Event Sourcing is an architectural style for building applications. You can implement a web application, a game or a database server using Event Sourcing. When implementing a Bounded Context, you can use different architectural styles:
- Spaghetti Architecture: I’m a Rasmus Fanboy (aka fuck phptherightway)
- Framework Fanboy: I’m a Fabpot Fanboy (aka coupled to my framework)
- Hexagonal Architecture: I’m an Alaistar Cokburn Fanboy (aka decoupled from my framework)
- Hexagonal Architecture with CQRS: I’m an Alaistar Cokburn and Martin Fowler Fanboy (aka decoupled with performance tunnings)
- Event Sourcing with CQRS: I’m a Greg Young Fanboy (aka I do not know what I’m doing)

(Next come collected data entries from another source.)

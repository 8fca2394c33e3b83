//! `SqsScaler` — desired instance count from message-queue backlog and
//! arrival rate, modeled as two additive components.

use std::sync::Arc;

use fleetscale_clients::QueueClient;
use tracing::warn;

use crate::base::{ceil_div, ScalerBase};

/// Queue-backed scaler: backlog (`queueDepth`) and arrival rate
/// (`queueSendThroughput`) each contribute an independent additive term.
pub struct SqsScaler {
    pub base: ScalerBase,
    pub queues: Vec<String>,
    pub queue_prefix: String,
    pub queue_length_threshold: f64,
    pub throughput_threshold: f64,
    queue_client: Arc<dyn QueueClient>,
}

impl SqsScaler {
    pub fn new(
        base: ScalerBase,
        queues: Vec<String>,
        queue_prefix: impl Into<String>,
        queue_length_threshold: f64,
        throughput_threshold: f64,
        queue_client: Arc<dyn QueueClient>,
    ) -> Self {
        Self {
            base,
            queues,
            queue_prefix: queue_prefix.into(),
            queue_length_threshold,
            throughput_threshold,
            queue_client,
        }
    }

    pub async fn get_desired_instance_count(&self) -> u32 {
        let mut total_depth: u64 = 0;
        let mut highest_throughput: u64 = 0;

        for queue in &self.queues {
            let url = format!("{}{}", self.queue_prefix, queue);

            match self.queue_client.get_queue_depth(&url).await {
                Ok(depth) => {
                    total_depth += depth;
                    self.base.metrics.gauge(&format!("{queue}.queue-length"), depth as f64);
                }
                Err(e) => {
                    warn!(app = %self.base.app_name, queue = %queue, error = %e, "queue-depth fetch failed");
                }
            }

            match self.queue_client.get_queue_throughput(&url).await {
                Ok(throughput) => {
                    highest_throughput = highest_throughput.max(throughput);
                    self.base.metrics.gauge(&format!("{queue}.queue-throughput"), throughput as f64);
                    self.base
                        .metrics
                        .gauge(&format!("{queue}.throughput-tasks-pulled-from-queue"), throughput as f64);
                }
                Err(e) => {
                    warn!(app = %self.base.app_name, queue = %queue, error = %e, "queue-throughput fetch failed");
                }
            }
        }

        let backlog_term = ceil_div(total_depth as f64, self.queue_length_threshold);
        let throughput_term = ceil_div(highest_throughput as f64, self.throughput_threshold);

        self.base.clamp(backlog_term + throughput_term)
    }
}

Enough jokes! Event Sourcing is about representing the state of your Domain computing all the Domain Events that have happened in the system. There are tons of benefits: audit, tracking, go back to a specific time, debugging, performance, etc. If you choose to use Event Sourcing, you’re also forced to use CQRS.
With Event Sourcing, your Aggregates fire Domain Events. These Domain Events are appended to an Event Store. Each Domain Event are processed and generates a denormalizations for each read model (feature that needs to read information). These denormalizations can be done in the main Database, Cache system, secondary NoSQL Database, etc. As many as needed. With this approach, our applications don’t do the work when reading (lots of queries, caching, invalidation, etc.) but when writing (denormalize). When you need to fetch an Aggregate, you load all the Domain Events for that specific Aggregate and apply them to it. If you’re not doing this, you’re not doing Event Sourcing.
Apart of the architectural style you choose, you can decide to use messaging for integrating different applications. There are other alternatives: REST, SOAP, SOA, etc.
To sum up, you can implement a single web application using Event Sourcing without publishing any message to any other application. On the other way around, you can integrate two different web applications written with Spaghetti Architecture using messaging.
Hope it helps!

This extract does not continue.